Bona Dea Scandal: Clodius trying to seduce the wife of Ceasar
One of the best and most accurate sources on Bona Dea is the Roman statesman, lawyer, scholar, and philosopher, Marcus Tullius Cicero. He tells us also about the Clodius scandal, which occurred in December 62 B.C. Publius Clodius Pulcher, one of the most colorful characters of his time, disguised as a female harper, entered that night at Caesar’s house where the Bona Dea festival was being celebrated. It seems that he wanted to seduce Pompeia, Caesar’s wife. Cicero held the episode as symbolic of the loss of respect for traditions and spoke up against Clodius who was anyway freed from all charges but he could not forgive what happened. It eventually led to a feud between them and Titus Annius Milo, friend and supporter of Cicero. The situation degenerated with bands of armed slaves and gladiators as bodyguards. Clodius’ death ten years later, near a Bona Dea shrine, closes this episode at last.

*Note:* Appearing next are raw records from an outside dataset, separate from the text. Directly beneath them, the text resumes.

//! Async driver for the per-card interaction state machine.
//!
//! Judgment itself is synchronous so a shell can paint feedback immediately;
//! the advancement gate (audio playback or the fixed delay) runs as a spawned
//! task whose completion is consumed through [`CardInteractionController::resolution`].
//! Every gate carries the generation of the card that spawned it; a completion
//! whose generation no longer matches the active card is discarded, so late
//! timers and audio callbacks from a superseded card are no-ops.

use std::sync::Arc;
use std::time::Duration;

use chrono::Utc;
use tokio::sync::oneshot;
use tokio::task::JoinHandle;

use drill_core::interaction::{AdvanceGate, CardInteraction, Evaluation, Resolution, Submission};
use drill_core::types::Card;
use uuid::Uuid;

use crate::audio::AudioPlayer;

/// Hold on feedback before advancing a card that has no audio to play.
pub const DEFAULT_ADVANCE_DELAY: Duration = Duration::from_millis(600);

struct GateHandle {
    generation: u64,
    done: oneshot::Receiver<u64>,
    task: JoinHandle<()>,
}

/// Owns the active card's interaction, the injected audio player, and the
/// generation token that invalidates stale gate completions.
pub struct CardInteractionController {
    audio: Arc<dyn AudioPlayer>,
    advance_delay: Duration,
    active: Option<CardInteraction>,
    generation: u64,
    gate: Option<GateHandle>,
}

impl CardInteractionController {
    pub fn new(audio: Arc<dyn AudioPlayer>, advance_delay: Duration) -> Self {
        Self {
            audio,
            advance_delay,
            active: None,
            generation: 0,
            gate: None,
        }
    }

    /// Make `card` the active card: input cleared, timer started, any
    /// in-flight audio or pending gate from the previous card cancelled.
    pub fn present(&mut self, card: Card) {
        self.invalidate();
        self.active = Some(CardInteraction::new(card, Utc::now()));
    }

    /// Drop the active card (session completed or torn down), cancelling
    /// whatever was still in flight.
    pub fn clear(&mut self) {
        self.invalidate();
        self.active = None;
    }

    fn invalidate(&mut self) {
        self.generation += 1;
        self.audio.stop();
        if let Some(gate) = self.gate.take() {
            gate.task.abort();
        }
    }

    pub fn card(&self) -> Option<&Card> {
        self.active.as_ref().map(CardInteraction::card)
    }

    pub fn active_card_id(&self) -> Option<Uuid> {
        self.card().map(|card| card.card_id)
    }

    pub fn evaluation(&self) -> Option<Evaluation> {
        self.active.as_ref().map(CardInteraction::evaluation)
    }

    /// True while the gate runs and input is disabled.
    pub fn is_advancing(&self) -> bool {
        self.active
            .as_ref()
            .is_some_and(CardInteraction::is_advancing)
    }

    pub fn input(&self) -> &str {
        self.active.as_ref().map_or("", CardInteraction::input)
    }

    /// Route a typed submission to the active card: first judgment while
    /// unanswered, correction attempt while incorrect. When the outcome
    /// triggers advancement the gate starts immediately.
    pub fn submit(&mut self, raw: &str) -> Submission {
        let Some(interaction) = self.active.as_mut() else {
            return Submission::Ignored;
        };
        let outcome = match interaction.evaluation() {
            Evaluation::Unanswered => interaction.submit(raw),
            Evaluation::Incorrect => interaction.retry_after_incorrect(raw),
            Evaluation::Correct => Submission::Ignored,
        };
        if let Some(gate) = outcome.gate() {
            self.spawn_gate(gate.clone());
        }
        outcome
    }

    fn spawn_gate(&mut self, gate: AdvanceGate) {
        let (tx, rx) = oneshot::channel();
        let generation = self.generation;
        let audio = Arc::clone(&self.audio);
        let delay = self.advance_delay;
        let task = tokio::spawn(async move {
            match gate {
                AdvanceGate::Audio(url) => {
                    // A failed play counts as completed playback.
                    if let Err(error) = audio.play(&url).await {
                        tracing::debug!(%error, "audio playback failed; advancing");
                    }
                }
                AdvanceGate::Delay => tokio::time::sleep(delay).await,
            }
            let _ = tx.send(generation);
        });
        self.gate = Some(GateHandle {
            generation,
            done: rx,
            task,
        });
    }

    /// Await the pending gate and resolve the card.
    ///
    /// Returns `None` when there is no gate, when the gate belonged to a
    /// superseded card, or when the card already resolved. Resolution fires
    /// at most once per card.
    pub async fn resolution(&mut self) -> Option<Resolution> {
        let gate = self.gate.take()?;
        match gate.done.await {
            Ok(generation) if generation == self.generation && generation == gate.generation => {
                self.active
                    .as_mut()
                    .and_then(|interaction| interaction.finish_advance(Utc::now()))
            }
            _ => {
                tracing::debug!("discarding gate completion for a superseded card");
                None
            }
        }
    }

    /// Explicit user-driven continuation. Cuts the delay gate short when the
    /// card is waiting on it; a no-op during audio playback or before the
    /// evaluation is final.
    pub fn request_advance(&mut self) -> Option<Resolution> {
        let interaction = self.active.as_mut()?;
        if !interaction.skip_delay_allowed() {
            return None;
        }
        if let Some(gate) = self.gate.take() {
            gate.task.abort();
        }
        interaction.finish_advance(Utc::now())
    }
}
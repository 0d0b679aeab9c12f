//! Typed-answer matching.

/// Normalize a typed answer for judgment (strip surrounding whitespace).
pub fn normalize(input: &str) -> &str {
    input.trim()
}

/// Whether a submission carries anything to judge.
pub fn is_blank(input: &str) -> bool {
    normalize(input).is_empty()
}

/// Whether the typed input counts as the expected word.
///
/// Case-insensitive, surrounding whitespace ignored; interior spelling must
/// match exactly.
pub fn answer_matches(typed: &str, correct: &str) -> bool {
    let typed = normalize(typed);
    !typed.is_empty() && typed.to_lowercase() == normalize(correct).to_lowercase()
}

Bona Dea lands: from local evidence to elective affinities
The wider image of Bona Dea, Goddess of goddesses, whose mystery cult was reserved for women but honored and protected also by men of all social classes, shows why we decided to dedicate these territories and our guided tours on these lands to her. Besides the local pieces of evidence, the inscriptions dedicated to her above the village of Nazzano and the connection of the celebrations on the Soratte Mountain to the Lupercalia, dedicated to her husband, she is tight to water, woods, caves, herbs, and industry, all elements that characterized the Natural Reserve of Tevere Nazzano Farfa and so the lands of Bona Dea.